UCL Discovery

Abstract

Inositol 1,4,5-trisphosphate (InsP(3)) is ail established calcium-mobilizing messenger, which is well-known to activate Ca2+ signaling in many cell types. Contractile cardiomyocytes express hormone receptors that are coupled to the production of InsP(3). Such cardioactive hormones, including endothelin, may have profound inotropic and arrhythmogenic actions, but it is unclear whether InsP(3) underlies any of these effects.
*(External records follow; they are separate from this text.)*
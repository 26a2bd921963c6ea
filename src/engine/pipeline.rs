//! The render pipeline: one request in, one PNG (or a 400) out.
//!
//! A [`RenderPipeline`] owns the map engine, the GL context, the view state and the scene cache
//! of one worker. It is driven from a single thread; see [`crate::engine::handle`] for how
//! requests reach it.

use http::{Request, Version};
use log::{debug, info, warn};

use crate::config::WorkerConfig;
use crate::engine::events::RequestId;
use crate::engine::pump::pump_until_idle;
use crate::engine::scene_cache::SceneCache;
use crate::engine::view::{apply, ViewState, ViewTarget};
use crate::errors::{RenderError, WorkerError};
use crate::message::{WorkerReply, PNG_MIME, TXT_MIME};
use crate::render::backend::{GlContext, MapEngine, SurfaceSize};
use crate::render::encode::encode_png;
use crate::request::{heart_beat_hint, parse, ParsedMessage, RenderRequest};

pub struct RenderPipeline<E, G> {
    config: WorkerConfig,
    engine: E,
    gl: G,
    state: ViewState,
    scenes: SceneCache,
}

impl<E: MapEngine, G: GlContext> RenderPipeline<E, G> {
    /// Brings up the GL context and engine in their initial state.
    ///
    /// GL failures are fatal. A default scene that fails to load is only logged; the first
    /// request naming another scene replaces it anyway.
    pub fn new(config: WorkerConfig, mut engine: E, mut gl: G) -> Result<Self, WorkerError> {
        let initial = SurfaceSize::new(config.initial_width, config.initial_height);
        let context_err = |e: anyhow::Error| WorkerError::ContextInit(format!("{e:#}"));

        gl.init().map_err(context_err)?;
        gl.resize(initial).map_err(context_err)?;
        gl.make_current().map_err(context_err)?;

        if let Err(e) = engine.load_scene(&config.default_scene) {
            warn!("could not load default scene {}: {e:#}", config.default_scene);
        }
        engine.set_pixel_scale(config.aa_scale);
        let aa = initial.scaled(config.aa_scale);
        engine.resize(aa.width, aa.height);
        pump_until_idle(&mut engine, config.pump_slice, config.pump_deadline);

        info!(
            "pipeline ready: engine={} surface={initial} scene={}",
            engine.name(),
            config.default_scene
        );

        let state = ViewState::new(config.default_scene.clone(), initial.width, initial.height);
        let scenes = SceneCache::new(config.cache_dir.clone());
        Ok(Self { config, engine, gl, state, scenes })
    }

    pub fn state(&self) -> &ViewState {
        &self.state
    }

    pub fn engine(&self) -> &E {
        &self.engine
    }

    pub fn scene_cache(&self) -> &SceneCache {
        &self.scenes
    }

    /// Handles one HTTP request. Never fails: every error becomes a `400` reply.
    pub fn handle(&mut self, request: &Request<Vec<u8>>) -> WorkerReply {
        let id = RequestId::new();
        let version = reply_version(request.version());

        let req = match parse(request) {
            Ok(ParsedMessage::HealthCheck) => {
                debug!("[{id}] health check");
                return WorkerReply::ok(version, TXT_MIME, b"OK".to_vec());
            }
            Ok(ParsedMessage::Render(req)) => req,
            Err(e) => {
                warn!("[{id}] rejected {}: {e}", request.uri());
                let reply = WorkerReply::bad_request(version, e.to_string());
                return match heart_beat_hint(request) {
                    Some(heart_beat) => reply.with_heart_beat(heart_beat),
                    None => reply,
                };
            }
        };

        debug!("[{id}] {} {} scene={:?} view={:?}", request.method(), request.uri(), req.scene, req.view);
        let heart_beat = req.heart_beat();
        match self.render(id, &req) {
            Ok(png) => {
                info!("[{id}] rendered {} ({} bytes)", request.uri().path(), png.len());
                WorkerReply::ok(version, PNG_MIME, png).with_heart_beat(heart_beat)
            }
            Err(e) => {
                warn!("[{id}] failed {}: {e}", request.uri());
                WorkerReply::bad_request(version, e.to_string()).with_heart_beat(heart_beat)
            }
        }
    }

    fn render(&mut self, id: RequestId, req: &RenderRequest) -> Result<Vec<u8>, RenderError> {
        let scene = self.scenes.resolve(&req.scene)?;
        let target = ViewTarget::from_request(req, scene, self.config.aa_scale, self.config.max_dimension)?;

        let changes = apply(&mut self.state, &target, &mut self.engine, &mut self.gl, self.config.aa_scale)?;
        debug!("[{id}] pushed {changes:?}");

        let outcome = pump_until_idle(&mut self.engine, self.config.pump_slice, self.config.pump_deadline);
        if !outcome.finished {
            warn!("[{id}] rendering before all tiles arrived");
        }

        self.engine.render()?;
        let image = self.gl.read_pixels()?;
        Ok(encode_png(&image)?)
    }
}

/// HTTP/1.0 clients get 1.0 back; everything else is answered as 1.1.
fn reply_version(version: Version) -> Version {
    if version == Version::HTTP_10 {
        Version::HTTP_10
    } else {
        Version::HTTP_11
    }
}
We have examined the expression and localization of InsP(3) receptors (InsP(3)Rs), and the potential role of InsP(3) in modulating cardiac excitation-contraction Coupling (EC coupling). Stimulation of electrically-paced atrial and ventricular myocytes with a membrane-permeant InsP(3) ester was found to evoke an increase in the amplitudes of action potential-evoked Ca2+ transients and to cause pro-arrhythmic diastolic Ca2+ transients. All the effects of the InsP(3) ester could be blocked using a membrane-permeant antagonist of InsP(3)Rs (2-aminoethoxydiphenyl borate; 2-APB). Furthermore, 2-APB blocked arrhythmias evoked by endothelin and delayed the onset of positive inotropic responses. Our data indicate that atrial and ventricular cardiomyocytes express functional InsP(3)Rs, and these channels have the potential to influence EC coupling.